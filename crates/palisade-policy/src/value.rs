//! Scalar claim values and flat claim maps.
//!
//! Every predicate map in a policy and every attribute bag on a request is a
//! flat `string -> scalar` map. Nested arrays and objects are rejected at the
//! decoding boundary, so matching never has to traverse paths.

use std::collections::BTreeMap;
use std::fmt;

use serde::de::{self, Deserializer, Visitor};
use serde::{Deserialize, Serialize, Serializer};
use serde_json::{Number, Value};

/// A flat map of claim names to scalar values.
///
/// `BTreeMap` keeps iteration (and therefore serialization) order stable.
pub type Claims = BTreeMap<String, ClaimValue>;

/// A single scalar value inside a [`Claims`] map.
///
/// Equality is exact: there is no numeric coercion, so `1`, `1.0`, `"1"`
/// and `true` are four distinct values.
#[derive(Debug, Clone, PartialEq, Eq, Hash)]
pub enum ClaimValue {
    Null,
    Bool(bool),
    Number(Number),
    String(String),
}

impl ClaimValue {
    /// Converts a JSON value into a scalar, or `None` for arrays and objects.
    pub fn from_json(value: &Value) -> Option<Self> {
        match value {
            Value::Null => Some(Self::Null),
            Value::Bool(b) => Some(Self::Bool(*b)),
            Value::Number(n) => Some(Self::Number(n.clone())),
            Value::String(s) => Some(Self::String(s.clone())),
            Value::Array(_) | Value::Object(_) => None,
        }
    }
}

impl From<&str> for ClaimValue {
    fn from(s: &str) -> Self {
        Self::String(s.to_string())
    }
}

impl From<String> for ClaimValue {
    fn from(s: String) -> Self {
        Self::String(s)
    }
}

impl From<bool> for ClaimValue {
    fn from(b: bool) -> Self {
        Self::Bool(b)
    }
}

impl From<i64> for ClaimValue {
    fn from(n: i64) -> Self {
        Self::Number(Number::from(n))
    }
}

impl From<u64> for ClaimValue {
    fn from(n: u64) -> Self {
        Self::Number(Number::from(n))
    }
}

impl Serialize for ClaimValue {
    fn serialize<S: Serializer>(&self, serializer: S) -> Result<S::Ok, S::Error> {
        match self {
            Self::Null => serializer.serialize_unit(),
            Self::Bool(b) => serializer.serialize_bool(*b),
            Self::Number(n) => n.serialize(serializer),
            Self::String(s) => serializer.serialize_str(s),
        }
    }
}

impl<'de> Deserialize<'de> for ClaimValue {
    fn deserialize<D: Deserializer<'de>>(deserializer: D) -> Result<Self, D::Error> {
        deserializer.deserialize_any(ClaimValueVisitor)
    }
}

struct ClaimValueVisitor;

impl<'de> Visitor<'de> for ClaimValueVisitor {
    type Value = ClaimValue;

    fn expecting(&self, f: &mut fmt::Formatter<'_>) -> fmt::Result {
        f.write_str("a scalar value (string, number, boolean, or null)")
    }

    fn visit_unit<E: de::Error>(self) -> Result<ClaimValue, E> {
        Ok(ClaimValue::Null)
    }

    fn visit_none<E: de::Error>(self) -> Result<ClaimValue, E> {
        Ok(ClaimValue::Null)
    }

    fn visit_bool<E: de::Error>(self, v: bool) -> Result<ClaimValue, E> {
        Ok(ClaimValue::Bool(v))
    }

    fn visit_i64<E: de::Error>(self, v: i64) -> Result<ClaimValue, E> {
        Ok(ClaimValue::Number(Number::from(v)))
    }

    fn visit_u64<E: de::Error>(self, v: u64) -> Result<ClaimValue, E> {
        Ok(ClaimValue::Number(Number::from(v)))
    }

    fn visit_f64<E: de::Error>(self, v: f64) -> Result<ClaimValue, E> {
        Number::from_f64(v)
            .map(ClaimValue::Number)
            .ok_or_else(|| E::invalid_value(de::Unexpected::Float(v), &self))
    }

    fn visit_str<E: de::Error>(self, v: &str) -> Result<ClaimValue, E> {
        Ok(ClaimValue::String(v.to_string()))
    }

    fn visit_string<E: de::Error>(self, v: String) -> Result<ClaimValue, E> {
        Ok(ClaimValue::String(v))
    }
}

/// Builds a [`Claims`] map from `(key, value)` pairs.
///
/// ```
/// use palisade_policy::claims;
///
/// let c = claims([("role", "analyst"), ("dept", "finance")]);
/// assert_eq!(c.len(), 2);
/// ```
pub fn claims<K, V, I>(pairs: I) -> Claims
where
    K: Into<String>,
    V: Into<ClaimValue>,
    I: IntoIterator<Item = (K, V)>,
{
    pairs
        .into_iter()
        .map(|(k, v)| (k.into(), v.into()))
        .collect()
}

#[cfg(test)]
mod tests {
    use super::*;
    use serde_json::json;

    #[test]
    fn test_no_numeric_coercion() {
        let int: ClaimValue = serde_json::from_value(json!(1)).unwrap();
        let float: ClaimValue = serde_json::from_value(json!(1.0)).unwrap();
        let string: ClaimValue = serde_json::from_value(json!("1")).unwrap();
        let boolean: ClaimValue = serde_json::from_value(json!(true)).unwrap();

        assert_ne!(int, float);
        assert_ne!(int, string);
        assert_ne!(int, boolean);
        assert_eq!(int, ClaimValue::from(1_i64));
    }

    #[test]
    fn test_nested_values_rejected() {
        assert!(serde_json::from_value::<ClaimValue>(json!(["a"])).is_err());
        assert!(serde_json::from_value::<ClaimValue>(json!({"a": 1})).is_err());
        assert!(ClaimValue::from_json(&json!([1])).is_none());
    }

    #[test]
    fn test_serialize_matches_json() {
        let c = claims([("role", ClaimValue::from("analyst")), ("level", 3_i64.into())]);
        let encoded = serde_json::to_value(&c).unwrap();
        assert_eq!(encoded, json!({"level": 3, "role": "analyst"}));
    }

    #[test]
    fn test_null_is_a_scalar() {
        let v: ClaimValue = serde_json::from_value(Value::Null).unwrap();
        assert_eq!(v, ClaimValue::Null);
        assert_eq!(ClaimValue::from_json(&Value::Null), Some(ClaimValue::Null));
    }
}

※ ※ ※

Task brief: Take each line above that holds the string "analyst" and copy it.

Written solution:
/// let c = claims([("role", "analyst"), ("dept", "finance")]);
        let c = claims([("role", ClaimValue::from("analyst")), ("level", 3_i64.into())]);
        assert_eq!(encoded, json!({"level": 3, "role": "analyst"}));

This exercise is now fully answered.